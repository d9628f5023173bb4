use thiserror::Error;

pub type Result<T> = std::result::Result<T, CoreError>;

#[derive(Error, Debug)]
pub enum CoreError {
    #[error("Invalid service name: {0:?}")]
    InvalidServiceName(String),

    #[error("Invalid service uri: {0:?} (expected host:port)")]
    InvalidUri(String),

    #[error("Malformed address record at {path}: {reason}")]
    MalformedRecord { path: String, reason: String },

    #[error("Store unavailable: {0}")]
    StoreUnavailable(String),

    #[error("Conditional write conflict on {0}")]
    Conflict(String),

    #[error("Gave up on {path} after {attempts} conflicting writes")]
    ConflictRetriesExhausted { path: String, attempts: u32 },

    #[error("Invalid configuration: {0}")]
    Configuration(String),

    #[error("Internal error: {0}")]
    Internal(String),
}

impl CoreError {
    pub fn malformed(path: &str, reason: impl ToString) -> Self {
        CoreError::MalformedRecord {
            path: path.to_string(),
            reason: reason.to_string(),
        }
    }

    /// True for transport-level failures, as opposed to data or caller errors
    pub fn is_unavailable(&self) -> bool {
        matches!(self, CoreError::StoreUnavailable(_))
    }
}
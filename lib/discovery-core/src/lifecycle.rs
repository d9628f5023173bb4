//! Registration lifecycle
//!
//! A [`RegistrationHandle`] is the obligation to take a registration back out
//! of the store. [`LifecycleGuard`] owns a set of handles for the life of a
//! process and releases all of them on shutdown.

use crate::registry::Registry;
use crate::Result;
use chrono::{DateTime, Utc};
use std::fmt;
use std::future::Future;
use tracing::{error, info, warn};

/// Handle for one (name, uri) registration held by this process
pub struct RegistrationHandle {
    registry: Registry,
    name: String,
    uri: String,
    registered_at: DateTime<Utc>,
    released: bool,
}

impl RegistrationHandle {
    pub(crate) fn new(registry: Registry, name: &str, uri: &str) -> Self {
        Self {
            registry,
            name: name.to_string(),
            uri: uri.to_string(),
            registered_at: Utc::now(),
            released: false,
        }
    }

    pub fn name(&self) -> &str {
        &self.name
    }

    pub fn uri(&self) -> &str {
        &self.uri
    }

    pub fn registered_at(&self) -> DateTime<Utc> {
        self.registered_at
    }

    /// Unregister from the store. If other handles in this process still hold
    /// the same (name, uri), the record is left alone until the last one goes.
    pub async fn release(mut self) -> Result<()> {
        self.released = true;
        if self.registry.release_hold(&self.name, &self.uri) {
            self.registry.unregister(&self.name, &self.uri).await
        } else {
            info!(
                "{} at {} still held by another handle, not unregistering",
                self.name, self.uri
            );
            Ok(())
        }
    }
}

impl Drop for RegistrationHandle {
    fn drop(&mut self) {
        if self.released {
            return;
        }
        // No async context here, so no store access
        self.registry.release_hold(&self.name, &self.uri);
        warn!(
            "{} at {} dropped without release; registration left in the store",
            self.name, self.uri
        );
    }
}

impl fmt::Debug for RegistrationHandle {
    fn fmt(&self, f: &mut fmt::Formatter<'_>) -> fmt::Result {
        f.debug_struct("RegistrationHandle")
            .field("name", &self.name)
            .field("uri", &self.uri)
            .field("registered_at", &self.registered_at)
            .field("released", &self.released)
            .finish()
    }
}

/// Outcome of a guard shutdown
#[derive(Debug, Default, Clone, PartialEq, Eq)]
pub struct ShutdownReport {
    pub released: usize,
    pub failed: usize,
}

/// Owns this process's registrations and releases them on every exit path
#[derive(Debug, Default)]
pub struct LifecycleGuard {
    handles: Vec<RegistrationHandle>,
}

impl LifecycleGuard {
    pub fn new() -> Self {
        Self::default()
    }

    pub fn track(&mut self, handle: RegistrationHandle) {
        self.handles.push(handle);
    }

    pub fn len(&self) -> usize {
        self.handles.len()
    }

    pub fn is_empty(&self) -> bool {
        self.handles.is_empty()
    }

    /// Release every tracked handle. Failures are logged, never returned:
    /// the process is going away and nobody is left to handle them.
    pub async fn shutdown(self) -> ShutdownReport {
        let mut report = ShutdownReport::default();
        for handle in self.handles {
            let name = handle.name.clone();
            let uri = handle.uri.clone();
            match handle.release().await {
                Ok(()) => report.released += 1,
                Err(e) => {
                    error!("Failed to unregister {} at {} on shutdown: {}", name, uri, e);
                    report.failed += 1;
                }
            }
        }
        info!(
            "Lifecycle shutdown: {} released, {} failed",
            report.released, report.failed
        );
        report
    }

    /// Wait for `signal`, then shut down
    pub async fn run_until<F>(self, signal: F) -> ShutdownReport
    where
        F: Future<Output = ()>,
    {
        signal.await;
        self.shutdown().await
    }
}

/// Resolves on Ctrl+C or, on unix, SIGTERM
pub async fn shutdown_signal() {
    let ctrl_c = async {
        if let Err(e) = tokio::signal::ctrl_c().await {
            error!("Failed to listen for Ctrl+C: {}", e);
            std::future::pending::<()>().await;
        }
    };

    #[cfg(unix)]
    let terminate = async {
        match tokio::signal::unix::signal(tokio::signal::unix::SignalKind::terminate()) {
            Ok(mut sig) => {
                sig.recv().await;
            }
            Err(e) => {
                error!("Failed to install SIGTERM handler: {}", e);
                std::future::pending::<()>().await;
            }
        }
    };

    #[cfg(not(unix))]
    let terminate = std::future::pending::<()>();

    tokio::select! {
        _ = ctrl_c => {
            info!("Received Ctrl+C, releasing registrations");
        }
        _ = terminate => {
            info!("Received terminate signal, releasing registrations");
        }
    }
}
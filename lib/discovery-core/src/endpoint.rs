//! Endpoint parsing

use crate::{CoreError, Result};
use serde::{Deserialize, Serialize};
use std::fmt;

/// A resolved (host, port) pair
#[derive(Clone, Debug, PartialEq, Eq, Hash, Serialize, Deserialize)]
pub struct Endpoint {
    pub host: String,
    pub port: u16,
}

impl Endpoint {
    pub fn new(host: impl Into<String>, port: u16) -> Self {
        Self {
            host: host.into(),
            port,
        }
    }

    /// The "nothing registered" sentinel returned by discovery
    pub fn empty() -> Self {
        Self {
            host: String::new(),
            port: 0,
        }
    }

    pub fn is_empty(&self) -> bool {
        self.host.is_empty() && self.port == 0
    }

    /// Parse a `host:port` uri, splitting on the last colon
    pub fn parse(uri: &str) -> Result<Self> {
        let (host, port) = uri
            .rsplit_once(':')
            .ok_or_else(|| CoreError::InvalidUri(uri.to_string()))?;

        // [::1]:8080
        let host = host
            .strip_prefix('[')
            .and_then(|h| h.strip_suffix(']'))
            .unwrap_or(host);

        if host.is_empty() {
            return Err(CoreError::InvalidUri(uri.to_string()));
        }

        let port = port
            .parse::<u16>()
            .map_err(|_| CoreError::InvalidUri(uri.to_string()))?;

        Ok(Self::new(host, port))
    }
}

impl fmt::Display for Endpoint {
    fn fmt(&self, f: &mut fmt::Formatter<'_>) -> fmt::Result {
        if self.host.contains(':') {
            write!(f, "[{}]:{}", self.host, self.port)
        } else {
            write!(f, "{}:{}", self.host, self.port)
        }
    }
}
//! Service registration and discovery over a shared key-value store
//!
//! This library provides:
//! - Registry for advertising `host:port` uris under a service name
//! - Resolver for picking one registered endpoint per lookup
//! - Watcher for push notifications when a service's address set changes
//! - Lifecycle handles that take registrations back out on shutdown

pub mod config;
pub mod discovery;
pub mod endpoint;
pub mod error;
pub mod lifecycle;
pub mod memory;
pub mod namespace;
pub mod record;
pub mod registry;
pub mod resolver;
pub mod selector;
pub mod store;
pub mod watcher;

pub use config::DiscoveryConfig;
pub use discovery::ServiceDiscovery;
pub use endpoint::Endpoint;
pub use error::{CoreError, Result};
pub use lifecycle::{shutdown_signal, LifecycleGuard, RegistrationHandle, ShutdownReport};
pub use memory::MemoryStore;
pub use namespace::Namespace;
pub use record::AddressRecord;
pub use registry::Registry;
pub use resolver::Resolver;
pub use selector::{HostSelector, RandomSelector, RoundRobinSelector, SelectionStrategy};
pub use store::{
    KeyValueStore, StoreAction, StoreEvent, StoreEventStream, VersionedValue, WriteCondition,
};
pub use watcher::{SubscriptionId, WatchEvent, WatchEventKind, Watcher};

Task requirements:
The response consists of the lines above that contain "released".

Result below:
    released: bool,
            released: false,
        self.released = true;
        if self.released {
            .field("released", &self.released)
    pub released: usize,
                Ok(()) => report.released += 1,
            "Lifecycle shutdown: {} released, {} failed",
            report.released, report.failed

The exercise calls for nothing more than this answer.